We have studied the national innovation systems of four countries: China, the United Kingdom, the USA and Iran. If the USA and the United Kingdom are characterized by a stable and developed NIS with a long history, Iran and China can be classified as developing innovation systems, although they demonstrate significant success.

One of the main prerequisites for the development of innovation systems in Iran and China can be considered a truly long-term higher education policy, which, combined with population growth, has led to a significant increase in access to higher education. Under such conditions, creating one’s own science and engineering schools is inevitable. Education and science play a significant role in national innovation policy in the USA and the United Kingdom. On the one hand, this is confirmed by the dominance of British and American universities in world rankings, and on the other hand, by the understanding of the need to invest in R&D (in the USA this indicator is more than 1.4 times higher than in China; the UK plans to increase its indicator by 40% by 2027 compared with 2020). It confirms the importance of the premise related to education and science for the sustainable development of the NIS.

An equally important factor is the focus on the development of market infrastructure. However, there is a discrepancy between the experience of China and Iran. Due to the smaller size of the domestic market and limited access to the international market, Iran is forced to pursue a more centralized innovation policy to solve key economic and military-political problems. At the same time, China, due to its access to advanced technologies and global markets, was able to use a market-oriented mechanism to create an innovation system that not only competes on an equal footing with innovation systems of the West, but also poses a threat to them, moving from copying to developing its own innovative technologies.

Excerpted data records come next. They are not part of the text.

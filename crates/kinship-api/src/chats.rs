use axum::{
    Extension, Json,
    extract::{Path, Query, State},
    http::StatusCode,
    response::IntoResponse,
};
use serde::Deserialize;
use tracing::info;
use uuid::Uuid;

use kinship_types::api::{ChatPageResponse, ChatResponse, Claims, CreateGroupRequest};
use kinship_types::models::{Chat, Pagination};

use crate::auth::AppState;
use crate::blocking;

const MAX_PAGE: u32 = 10;
const MAX_LIMIT: u32 = 50;
const MAX_GROUP_SIZE: usize = 50;

#[derive(Debug, Deserialize)]
pub struct PageQuery {
    #[serde(default = "default_page")]
    pub page: u32,
    #[serde(default = "default_limit")]
    pub limit: u32,
}

fn default_page() -> u32 {
    1
}

fn default_limit() -> u32 {
    5
}

impl PageQuery {
    fn validate(&self) -> Result<(), StatusCode> {
        if (1..=MAX_PAGE).contains(&self.page) && (1..=MAX_LIMIT).contains(&self.limit) {
            Ok(())
        } else {
            Err(StatusCode::BAD_REQUEST)
        }
    }

    fn respond(&self, chat: Chat, total: u64) -> Json<ChatPageResponse> {
        Json(ChatPageResponse {
            chat,
            pagination: Pagination::new(self.page, self.limit, total),
        })
    }
}

/// The caller's direct chat with `user_id`, newest page first.
pub async fn get_direct_chat(
    State(state): State<AppState>,
    Path(user_id): Path<Uuid>,
    Query(query): Query<PageQuery>,
    Extension(claims): Extension<Claims>,
) -> Result<impl IntoResponse, StatusCode> {
    query.validate()?;

    let db = state.db.clone();
    let (page, limit) = (query.page, query.limit);
    let (chat, total) = blocking(move || db.direct_chat_page(claims.sub, user_id, page, limit))
        .await?
        .ok_or(StatusCode::NOT_FOUND)?;

    Ok(query.respond(chat, total))
}

pub async fn get_group_chat(
    State(state): State<AppState>,
    Path(chat_id): Path<Uuid>,
    Query(query): Query<PageQuery>,
    Extension(claims): Extension<Claims>,
) -> Result<impl IntoResponse, StatusCode> {
    query.validate()?;

    let db = state.db.clone();
    let (page, limit) = (query.page, query.limit);
    let (chat, total) = blocking(move || db.group_chat_page(chat_id, claims.sub, page, limit))
        .await?
        .ok_or(StatusCode::NOT_FOUND)?;

    Ok(query.respond(chat, total))
}

pub async fn create_group(
    State(state): State<AppState>,
    Extension(claims): Extension<Claims>,
    Json(req): Json<CreateGroupRequest>,
) -> Result<impl IntoResponse, StatusCode> {
    let name = req.name.trim().to_string();
    if !(3..=50).contains(&name.chars().count()) {
        return Err(StatusCode::BAD_REQUEST);
    }
    if !(2..=MAX_GROUP_SIZE).contains(&req.participants.len()) {
        return Err(StatusCode::BAD_REQUEST);
    }

    // Creator first, then the requested members in order, without repeats.
    let mut members = vec![claims.sub];
    for id in req.participants {
        if !members.contains(&id) {
            members.push(id);
        }
    }
    if members.len() < 2 || members.len() > MAX_GROUP_SIZE {
        return Err(StatusCode::BAD_REQUEST);
    }

    let db = state.db.clone();
    let creator = claims.sub;
    let group_name = name.clone();
    let chat = blocking(move || {
        if db.count_existing_users(&members)? != members.len() {
            return Ok(None);
        }
        db.create_group(&group_name, creator, &members).map(Some)
    })
    .await?
    .ok_or(StatusCode::BAD_REQUEST)?;

    info!(
        "{} ({}) created group '{}' ({}) with {} members",
        claims.username,
        claims.sub,
        name,
        chat.id,
        chat.participants.len()
    );
    Ok((StatusCode::CREATED, Json(ChatResponse { chat })))
}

Success in developing market infra-structure is directly related to mechanisms of increasing returns, which are fully used by the USA, the UK and China, integrated into the still global system of division of labor. Iran’s opportunities here are severely limited; they face serious sanctioning opposition from Western countries.

Iran’s NIS is just at the initial stage of forming an entrepreneurial initiative in the field of innovation mainly due to the sanctions policy against the republic, which significantly increases the costs associated with innovation activities. In contrast, the innovation systems of China, the USA and the United Kingdom can be considered far ahead on this criterion.

Still, the main difference between the innovative systems under consideration lies in the way of achieving political and economic stability. Whereas in the United States and Britain stability is achieved through strong democratic institutions, as well as the protection of property rights and the independence of the judiciary, China achieves stability through the leadership of the Communist Party, balancing the interests of large entrepreneurs, elite groups and the general population by legitimizing its efforts with economic success. Describing the mechanisms contributing to Iran’s relative stability is the most challenging task, as it implies considering cultural and religious values combined with the intertwining of divergent national interests.

The combination of institutions that promote political stability and the development of a market economy is necessary for developing the NIS. The obtained conclusions of the study, including our identified prerequisites for the NIS development in the four countries, make us think about how the Russian innovation system is developing. Further research in this area can be directed to the development of specific recommendations in the sphere of domestic innovation policy, including those based on the world’s best practices.